### [Information supplied]
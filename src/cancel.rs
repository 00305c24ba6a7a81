//! Ctrl+C handling: the flag is polled between file changes, so an
//! interrupted run never stops halfway through writing a file.

use std::sync::atomic::{AtomicBool, Ordering};

static CANCELLED: AtomicBool = AtomicBool::new(false);

/// Check if cancellation has been requested.
pub fn is_cancelled() -> bool {
    CANCELLED.load(Ordering::SeqCst)
}

/// Reset the cancellation flag (for testing or re-use).
pub fn reset() {
    CANCELLED.store(false, Ordering::SeqCst);
}

/// Request cancellation without a signal.
pub fn cancel() {
    CANCELLED.store(true, Ordering::SeqCst);
}

/// Register the Ctrl+C handler.
///
/// Only the first call in a process installs a handler; later calls log and
/// return.
pub fn register_handler() {
    if let Err(err) = ctrlc::set_handler(cancel) {
        log::debug!("Ctrl+C handler not installed: {}", err);
    }
}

### [Exercise]
The span to print begins at the line containing "the Ctrl+C handler." and ends at the final line of the entries; print it exactly and print nothing else.

### [Answer section]
/// Register the Ctrl+C handler.
///
/// Only the first call in a process installs a handler; later calls log and
/// return.
pub fn register_handler() {
    if let Err(err) = ctrlc::set_handler(cancel) {
        log::debug!("Ctrl+C handler not installed: {}", err);
    }
}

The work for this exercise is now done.